Would You Clean Human Shit Off the Streets for $185K a Year?
San Francisco Chronicle – Mayor London Breed, who won her election largely on a promise to clean up the city, is stepping up efforts to scrub San Francisco’s streets. … The sight of human waste, discarded hypodermic needles, trash and general grime is nothing new to anyone walking in downtown, in the Mission District or in any of a number of other San Francisco neighborhoods these days.
And, as Breed notes, “We’re spending a lot of money to address this problem.”
No kidding.
San Francisco Public Works has a $72.5 million-a-year street cleaning budget — including spending $12 million a year on what essentially have become housekeeping services for homeless encampments.
The costs include $2.8 million for a Hot Spots crew to wash down the camps and remove any biohazards, $2.3 million for street steam cleaners, $3.1 million for the Pit Stop portable toilets, plus the new $830,977-a-year Poop Patrol to actively hunt down and clean up human waste.
(By the way, the poop patrolers earn $71,760 a year, which swells to $184,678 with mandated benefits.)
I’ve always believed that one of the greatest fallacies ever created – and one that gets repeated more than any lie I can think of – is the whole idea of “jobs Americans are no longer willing to do.” Because we are as hardworking and dedicated as any people on Earth. To be clear, I’m not. I sit on my ass all day and write/talk about stuff that amuses me for a living. And before that I had a state job. So that rules me out. But other Americans are. We (not me) will do any kind of hard, grueling, and yes, disgusting job that needs to be done. For the right price.
I just had a friend of the family re-shingle my roof. In the heat of late July in Massachusetts. It took him two weeks of 8-hour days and I don’t think there was a day below 95 degrees or a more than a minute of shade the entire time. But he was well paid and very much appreciated. I once worked in a kitchen where a licensed plumber came in to fix an industrial garbage disposal, digging through all manners of decayed filth that Andy Dufresne would’ve made Andy Dufrense turn around and crawl right back into his bunk in Shawshank for the rest of his life. Civilization had been built through the hard work of such men since the times of the Romans building the first Aqueduct.
I mean, who hasn’t seen Mike Rowe’s Dirty Jobs? I remember one episode about a guy who started a business collecting leftovers from the buffets in Vegas and processing them into pig slop. It was stomach churning just watching it from my living room, without smelling the rotting salad remains and decomposing shrimp. But the man did it with dignity and the satisfaction of a job well done. Why? Because he was making a good, honest living providing for his family.
But I have to imagine being on the San Francisco Poop Patrol makes that job feel like being a rockstar. Homeless people shit is disgusting enough before they eat it. Fast food (when you can get it). Half-eaten trash can sandwiches. Discarded dumpster pizza. Now try running through the digestive tract of a bi-polar meth head who probably takes one dump a week and let me know how it smells. On second thought, do not let me know how it smells. Some degrees of awfulness should never be put into words.
So if ever there was evidence to back up my claim that we (again, I mean others) will do anything for the right price, it is this. Somebody will be willing to follow around the homeless, the indigent, the haunted and the hopeless with shovels and steam cleaners, picking up their feces and infected needles with pride that comes from a day’s labor. They will go home to their wives with their heads held high. Show up at Career Day at their kids’ school and say proudly say “I keep the streets clean for the San Francisco Poop Patrol.” And how much is that worth? $185,000 in salary and benefits.

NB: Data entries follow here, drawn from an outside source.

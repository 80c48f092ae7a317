use chrono::{Duration, Utc};
use jsonwebtoken::{decode, encode, errors::ErrorKind, Algorithm, DecodingKey, EncodingKey, Header, Validation};
use uuid::Uuid;

use crate::auth::{AuthError, Claims, TokenType, UserSession};

/// JWT token service for creating and validating tokens
#[derive(Clone)]
pub struct JwtService {
    encoding_key: EncodingKey,
    decoding_key: DecodingKey,
    access_token_expires_in: Duration,
    refresh_token_expires_in: Duration,
}

impl std::fmt::Debug for JwtService {
    fn fmt(&self, f: &mut std::fmt::Formatter<'_>) -> std::fmt::Result {
        f.debug_struct("JwtService")
            .field("encoding_key", &"[REDACTED]")
            .field("decoding_key", &"[REDACTED]")
            .field("access_token_expires_in", &self.access_token_expires_in)
            .field("refresh_token_expires_in", &self.refresh_token_expires_in)
            .finish()
    }
}

impl JwtService {
    pub fn new(secret: &str) -> Self {
        Self {
            encoding_key: EncodingKey::from_secret(secret.as_bytes()),
            decoding_key: DecodingKey::from_secret(secret.as_bytes()),
            access_token_expires_in: Duration::minutes(15),
            refresh_token_expires_in: Duration::days(30),
        }
    }

    pub fn create_token(
        &self,
        user_id: Uuid,
        email: &str,
        token_type: TokenType,
    ) -> Result<String, AuthError> {
        let now = Utc::now();
        let lifetime = match token_type {
            TokenType::Access => self.access_token_expires_in,
            TokenType::Refresh => self.refresh_token_expires_in,
        };

        let claims = Claims {
            sub: user_id.to_string(),
            email: email.to_string(),
            token_type,
            exp: (now + lifetime).timestamp() as usize,
            iat: now.timestamp() as usize,
            jti: Uuid::new_v4().to_string(),
        };

        encode(&Header::default(), &claims, &self.encoding_key).map_err(AuthError::Jwt)
    }

    /// Create token pair (access + refresh)
    pub fn create_token_pair(&self, user_id: Uuid, email: &str) -> Result<(String, String), AuthError> {
        let access_token = self.create_token(user_id, email, TokenType::Access)?;
        let refresh_token = self.create_token(user_id, email, TokenType::Refresh)?;
        Ok((access_token, refresh_token))
    }

    /// Validate signature and expiry, whatever the token type
    pub fn validate_token(&self, token: &str) -> Result<Claims, AuthError> {
        let validation = Validation::new(Algorithm::HS256);

        decode::<Claims>(token, &self.decoding_key, &validation)
            .map(|token_data| token_data.claims)
            .map_err(|err| match err.kind() {
                ErrorKind::ExpiredSignature => AuthError::TokenExpired,
                _ => AuthError::InvalidToken,
            })
    }

    pub fn validate_typed(&self, token: &str, expected: TokenType) -> Result<Claims, AuthError> {
        let claims = self.validate_token(token)?;
        if claims.token_type != expected {
            return Err(AuthError::InvalidToken);
        }
        Ok(claims)
    }

    /// Session for an access token; refresh tokens are rejected
    pub fn extract_user_session(&self, token: &str) -> Result<UserSession, AuthError> {
        let claims = self.validate_typed(token, TokenType::Access)?;
        UserSession::from_claims(&claims).map_err(|_| AuthError::InvalidToken)
    }

    pub fn access_token_expires_in_seconds(&self) -> usize {
        self.access_token_expires_in.num_seconds() as usize
    }
}

/// Extract bearer token from authorization header
pub fn extract_bearer_token(auth_header: &str) -> Result<&str, AuthError> {
    match auth_header.strip_prefix("Bearer ") {
        Some(token) if !token.trim().is_empty() => Ok(token.trim()),
        _ => Err(AuthError::InvalidAuthHeaderFormat),
    }
}

#[cfg(test)]
mod tests {
    use super::*;
    use assert_matches::assert_matches;

    #[test]
    fn test_jwt_creation_and_validation() {
        let jwt_service = JwtService::new("test_secret");
        let user_id = Uuid::new_v4();

        let token = jwt_service
            .create_token(user_id, "test@example.com", TokenType::Access)
            .unwrap();
        let claims = jwt_service.validate_token(&token).unwrap();

        assert_eq!(claims.sub, user_id.to_string());
        assert_eq!(claims.email, "test@example.com");
        assert_eq!(claims.token_type, TokenType::Access);
    }

    #[test]
    fn test_bearer_token_extraction() {
        assert_eq!(extract_bearer_token("Bearer test_token").unwrap(), "test_token");
        assert!(extract_bearer_token("Invalid header").is_err());
        assert!(extract_bearer_token("Bearer ").is_err());
    }

    #[test]
    fn test_refresh_token_is_not_a_session() {
        let jwt_service = JwtService::new("test_secret");
        let (access, refresh) = jwt_service
            .create_token_pair(Uuid::new_v4(), "test@example.com")
            .unwrap();

        assert!(jwt_service.extract_user_session(&access).is_ok());
        assert_matches!(
            jwt_service.extract_user_session(&refresh),
            Err(AuthError::InvalidToken)
        );
        assert!(jwt_service.validate_typed(&refresh, TokenType::Refresh).is_ok());
    }

    #[test]
    fn test_token_from_other_secret_is_rejected() {
        let issuer = JwtService::new("secret_a");
        let verifier = JwtService::new("secret_b");
        let token = issuer
            .create_token(Uuid::new_v4(), "test@example.com", TokenType::Access)
            .unwrap();

        assert_matches!(verifier.validate_token(&token), Err(AuthError::InvalidToken));
    }

    #[test]
    fn test_token_pair_has_distinct_ids() {
        let jwt_service = JwtService::new("test_secret");
        let (access, refresh) = jwt_service
            .create_token_pair(Uuid::new_v4(), "test@example.com")
            .unwrap();

        let access_jti = jwt_service.validate_token(&access).unwrap().jti;
        let refresh_jti = jwt_service.validate_token(&refresh).unwrap().jti;
        assert_ne!(access_jti, refresh_jti);
    }
}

So would I do it for that much? Definitely not. But I’d do it for something. I’m not sure what my exact figure would be. But somewhere north of 185,000 bucks, I would have a price that would allow me to spend 40 hours/week wading through the sidewalk dung of my city’s opiod addict population. Since I’ve boxed myself into a verbal corner and have to name an exact price, I’d put it at $750,000 per year. With a matching 401K, 6 weeks paid vacation and early retirement. Not a penny less.
Of course, it might be a little more cost effective for San Francisco to stop allowing people to live on the streets, shoot drugs in public and litter the sidewalks with their shit, piss and dirty needles. The way virtually every other city does. Then pay the Poopbuster guys a lot less to clean up regular litter and make the place more livable for the regular people who pay the taxes there. But that’s a ridiculous idea I guess.